Sadly, I came to the realization that finals were not the only “inconveniences” I labeled in my life. Without a doubt, the new MCAT had become one of them too. The more I thought about it, the more the MCAT appealed to me as a chance to be challenged as a student, and as a chance for my character to be improved. Although it does not necessarily determine the doctor you will be 10+ years from now, it does represent your character today. Your effort on the MCAT represents your willingness to make sacrifices in order to become a doctor. It occurred to me that we might never use physics, organic chemistry, and psychology to the extent that it demands, but it does not change the fact that the life of a doctor requires integrity and perseverance.

As future physicians of the world, maybe what we should fear more than the new MCAT is a world where the MCAT does not exist. More than I fear the inconvenience that the MCAT places on my life, I fear the physician I would be without it. Maybe we will be challenged enough in medical school, but for some reason I cannot escape one of my recent thoughts. How could I expect to handle the pressure of a patient’s life in my hands if I cannot accept the pressure of a standardized exam?

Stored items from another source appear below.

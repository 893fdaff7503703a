pub use grouptask_core::{
    BatchCompleted, BatchFailure, BatchHandler, BatchOutcome, CancellationToken, Consumer,
    IdempotencyChecker, NeverDuplicate, ProcessContext, Processor, ProcessorBuilder,
    ProcessorConfig, ProcessorError, Publisher, Task, TaskBatch, TaskClient, TaskFailure, TaskId,
};
pub use grouptask_core::{config, error, handler, model, outcome, port, processor, report};

#[cfg(feature = "rt-tokio")]
pub use grouptask_core::{ProcessorHandle, TokioSpawner};
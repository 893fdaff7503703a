#![allow(dead_code)]

use std::{
    collections::{HashSet, VecDeque},
    sync::Mutex,
    time::Duration,
};

use grouptask_core::{
    BatchCompleted, BatchFailure, BatchHandler, BatchOutcome, CancellationToken, Consumer,
    IdempotencyChecker, ProcessContext, Task, TaskBatch, TaskFailure, TaskId,
};

pub fn init_tracing() {
    let _ = tracing_subscriber::fmt()
        .with_env_filter(tracing_subscriber::EnvFilter::from_default_env())
        .with_test_writer()
        .try_init();
}

pub fn task(group_key: &str, id: i64) -> Task {
    Task {
        id: TaskId(id),
        idempotency_key: format!("{group_key}:{id}"),
        enqueued_at: chrono::Utc::now(),
        attempts: 0,
        domain: Some("test_domain".into()),
        task_type: "test_task_type".into(),
        data: Vec::new(),
    }
}

pub fn batch(group_key: &str, ids: &[i64]) -> TaskBatch {
    TaskBatch::new(group_key, ids.iter().map(|&id| task(group_key, id)).collect())
}

pub fn ids(raw: &[i64]) -> Vec<TaskId> {
    raw.iter().copied().map(TaskId).collect()
}

#[derive(Debug, thiserror::Error)]
#[error("{0}")]
pub struct QueueError(pub String);

/// What the next fetch returns.
#[derive(Debug)]
pub enum Fetch {
    Batch(TaskBatch),
    Nothing,
    Empty,
    Error(&'static str),
    /// Cancel the processor's token while the fetch is in flight, then
    /// return the given result.
    CancelWith(Option<TaskBatch>),
}

#[derive(Debug, Clone, PartialEq, Eq)]
pub enum Call {
    GetTasks {
        max_count: usize,
        wait_timeout: Duration,
    },
    GetTasksForGroup {
        max_count: usize,
        group_key: String,
        wait_timeout: Duration,
    },
    Commit(BatchCompleted),
    Fail(BatchFailure, Option<Duration>),
}

/// Consumer that replays a script and records every call. Once the script
/// runs out it cancels the token, so `run` always terminates.
pub struct ScriptedConsumer {
    script: VecDeque<Fetch>,
    calls: Vec<Call>,
    cancellation: CancellationToken,
    failing_commits: usize,
}

impl ScriptedConsumer {
    pub fn new(cancellation: CancellationToken, script: impl IntoIterator<Item = Fetch>) -> Self {
        Self {
            script: script.into_iter().collect(),
            calls: Vec::new(),
            cancellation,
            failing_commits: 0,
        }
    }

    /// Make the next `count` commits fail.
    pub fn failing_commits(self, count: usize) -> Self {
        Self {
            failing_commits: count,
            ..self
        }
    }

    pub fn calls(&self) -> &[Call] {
        &self.calls
    }

    pub fn fetch_count(&self) -> usize {
        self.calls
            .iter()
            .filter(|call| matches!(call, Call::GetTasks { .. } | Call::GetTasksForGroup { .. }))
            .count()
    }

    pub fn commits(&self) -> Vec<&BatchCompleted> {
        self.calls
            .iter()
            .filter_map(|call| match call {
                Call::Commit(completed) => Some(completed),
                _ => None,
            })
            .collect()
    }

    pub fn fails(&self) -> Vec<(&BatchFailure, Option<Duration>)> {
        self.calls
            .iter()
            .filter_map(|call| match call {
                Call::Fail(failure, retry_after) => Some((failure, *retry_after)),
                _ => None,
            })
            .collect()
    }

    fn next_fetch(&mut self) -> Result<Option<TaskBatch>, QueueError> {
        match self.script.pop_front() {
            Some(Fetch::Batch(batch)) => Ok(Some(batch)),
            Some(Fetch::Nothing) => Ok(None),
            Some(Fetch::Empty) => Ok(Some(TaskBatch::empty("test_group_key"))),
            Some(Fetch::Error(message)) => Err(QueueError(message.into())),
            Some(Fetch::CancelWith(result)) => {
                self.cancellation.cancel();
                Ok(result)
            }
            None => {
                self.cancellation.cancel();
                Ok(None)
            }
        }
    }
}

impl Consumer for ScriptedConsumer {
    type Error = QueueError;

    async fn get_tasks(
        &mut self,
        max_count: usize,
        wait_timeout: Duration,
        _cancellation: &CancellationToken,
    ) -> Result<Option<TaskBatch>, Self::Error> {
        self.calls.push(Call::GetTasks {
            max_count,
            wait_timeout,
        });
        self.next_fetch()
    }

    async fn get_tasks_for_group(
        &mut self,
        max_count: usize,
        group_key: &str,
        wait_timeout: Duration,
        _cancellation: &CancellationToken,
    ) -> Result<Option<TaskBatch>, Self::Error> {
        self.calls.push(Call::GetTasksForGroup {
            max_count,
            group_key: group_key.to_owned(),
            wait_timeout,
        });
        self.next_fetch()
    }

    async fn commit(
        &mut self,
        completed: BatchCompleted,
        _cancellation: &CancellationToken,
    ) -> Result<(), Self::Error> {
        self.calls.push(Call::Commit(completed));
        if self.failing_commits > 0 {
            self.failing_commits -= 1;
            return Err(QueueError("commit rejected".into()));
        }
        Ok(())
    }

    async fn fail(
        &mut self,
        failure: BatchFailure,
        retry_after: Option<Duration>,
        _cancellation: &CancellationToken,
    ) -> Result<(), Self::Error> {
        self.calls.push(Call::Fail(failure, retry_after));
        Ok(())
    }
}

/// Handler returning pre-baked outcomes, `Complete` once they run out.
#[derive(Default)]
pub struct ScriptedHandler {
    outcomes: Mutex<VecDeque<BatchOutcome>>,
    seen: Mutex<Vec<Vec<TaskId>>>,
}

impl ScriptedHandler {
    pub fn new(outcomes: impl IntoIterator<Item = BatchOutcome>) -> Self {
        Self {
            outcomes: Mutex::new(outcomes.into_iter().collect()),
            seen: Mutex::default(),
        }
    }

    pub fn failing_at(failed_task_id: i64) -> Self {
        Self::new([TaskFailure::new(TaskId(failed_task_id), "Testing failure")
            .error_code(10060)
            .retry_after(Duration::from_secs(30))
            .into()])
    }

    /// Task ids of every batch the handler was given.
    pub fn seen(&self) -> Vec<Vec<TaskId>> {
        self.seen.lock().unwrap().clone()
    }
}

impl<I> BatchHandler<I> for ScriptedHandler
where
    I: Sync,
{
    async fn process(&self, batch: &TaskBatch, _context: &ProcessContext<'_, I>) -> BatchOutcome {
        self.seen.lock().unwrap().push(batch.task_ids().collect());
        self.outcomes
            .lock()
            .unwrap()
            .pop_front()
            .unwrap_or(BatchOutcome::Complete)
    }
}

/// Idempotency checker backed by a fixed set of processed keys.
#[derive(Debug, Default)]
pub struct ProcessedKeys(pub HashSet<String>);

impl IdempotencyChecker for ProcessedKeys {
    type Error = std::convert::Infallible;

    async fn is_duplicate(
        &self,
        idempotency_key: &str,
        _cancellation: &CancellationToken,
    ) -> Result<bool, Self::Error> {
        Ok(self.0.contains(idempotency_key))
    }
}

/// Handler that skips tasks already processed according to the
/// idempotency checker and records the keys it actually handled.
#[derive(Default)]
pub struct DedupHandler {
    handled: Mutex<Vec<String>>,
}

impl DedupHandler {
    pub fn handled(&self) -> Vec<String> {
        self.handled.lock().unwrap().clone()
    }
}

impl<I> BatchHandler<I> for DedupHandler
where
    I: IdempotencyChecker + Sync,
{
    async fn process(&self, batch: &TaskBatch, context: &ProcessContext<'_, I>) -> BatchOutcome {
        for task in &batch.tasks {
            let duplicate = match context.is_duplicate(&task.idempotency_key).await {
                Ok(duplicate) => duplicate,
                Err(error) => return TaskFailure::new(task.id, error.to_string()).into(),
            };
            if !duplicate {
                let mut handled = self.handled.lock().unwrap();
                handled.push(task.idempotency_key.clone());
            }
        }
        BatchOutcome::Complete
    }
}
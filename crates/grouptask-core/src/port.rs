//! Queue-facing traits: fetch batches, report outcomes, publish, dedupe.
//!
//! The processor drives; the queue stores. Leasing, delivery and backoff
//! policy live behind these traits and are never reimplemented by the loop.
//!
//! Every call takes the processor's [`CancellationToken`] so implementations
//! can abort blocking I/O early. Returning an error is always allowed and is
//! handled by the processor's backoff.
mod tmp {
    use std::time::Duration;

    use tokio_util::sync::CancellationToken;

    use crate::model::{
        BatchCompleted, BatchFailure, BatchPublishInfo, BatchPublishRequest, PublishInfo,
        PublishRequest, TaskBatch,
    };

    /// Pulls batches from the queue and settles them.
    #[trait_variant::make(Consumer: Send)]
    pub trait LocalConsumer {
        type Error: std::error::Error + Send + Sync + 'static;

        /// Fetch up to `max_count` tasks for the consumer's default group,
        /// blocking for at most `wait_timeout`. `None` means nothing was
        /// available in time.
        async fn get_tasks(
            &mut self,
            max_count: usize,
            wait_timeout: Duration,
            cancellation: &CancellationToken,
        ) -> Result<Option<TaskBatch>, Self::Error>;

        /// Same as [`get_tasks`](Self::get_tasks), scoped to `group_key`.
        async fn get_tasks_for_group(
            &mut self,
            max_count: usize,
            group_key: &str,
            wait_timeout: Duration,
            cancellation: &CancellationToken,
        ) -> Result<Option<TaskBatch>, Self::Error>;

        /// Mark tasks as done so they are never delivered again.
        ///
        /// Never called with an empty id list.
        async fn commit(
            &mut self,
            completed: BatchCompleted,
            cancellation: &CancellationToken,
        ) -> Result<(), Self::Error>;

        /// Mark the failed task and the remaining tasks for retry.
        ///
        /// `retry_after` is how long the group should rest before its next
        /// delivery. `None` lets the queue derive an exponential backoff from
        /// its own per-group failure counter.
        async fn fail(
            &mut self,
            failure: BatchFailure,
            retry_after: Option<Duration>,
            cancellation: &CancellationToken,
        ) -> Result<(), Self::Error>;
    }

    /// Writes tasks to the queue. Any write failure is an error; there is no
    /// partial success for batches.
    #[trait_variant::make(Publisher: Send)]
    pub trait LocalPublisher {
        type Error: std::error::Error + Send + Sync + 'static;

        async fn publish(
            &self,
            request: PublishRequest,
            cancellation: &CancellationToken,
        ) -> Result<PublishInfo, Self::Error>;

        async fn publish_batch(
            &self,
            request: BatchPublishRequest,
            cancellation: &CancellationToken,
        ) -> Result<BatchPublishInfo, Self::Error>;
    }

    /// Answers whether a task was already fully processed.
    #[trait_variant::make(IdempotencyChecker: Send)]
    pub trait LocalIdempotencyChecker {
        type Error: std::error::Error + Send + Sync + 'static;

        async fn is_duplicate(
            &self,
            idempotency_key: &str,
            cancellation: &CancellationToken,
        ) -> Result<bool, Self::Error>;
    }
}

pub use tmp::{
    Consumer, IdempotencyChecker, LocalConsumer, LocalIdempotencyChecker, LocalPublisher,
    Publisher,
};

/// A full queue client: both ends of the queue behind one handle.
pub trait TaskClient: Consumer + Publisher {}

impl<T> TaskClient for T where T: Consumer + Publisher {}

/// Idempotency checker that treats every key as new.
#[derive(Debug, Clone, Copy, Default, PartialEq, Eq)]
pub struct NeverDuplicate;

impl IdempotencyChecker for NeverDuplicate {
    type Error = std::convert::Infallible;

    async fn is_duplicate(
        &self,
        _idempotency_key: &str,
        _cancellation: &tokio_util::sync::CancellationToken,
    ) -> Result<bool, Self::Error> {
        Ok(false)
    }
}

Until I am proven otherwise, my generation of PreMeds can handle the MCAT regardless of how difficult it becomes. We have to believe that if we ever expect to assume the pressure of a patient’s life that we could take a ten-hour MCAT if needed. Regardless of where you are in your PreMed journey, remember to take a step back and remove any perceptions that you have created that make it seem inconvenient. In the meantime, think about a hilarious parallel universe where doctors actually treated patients by using MCAT information – like molecular orbital theory and electromagnetic fields calculated by hand.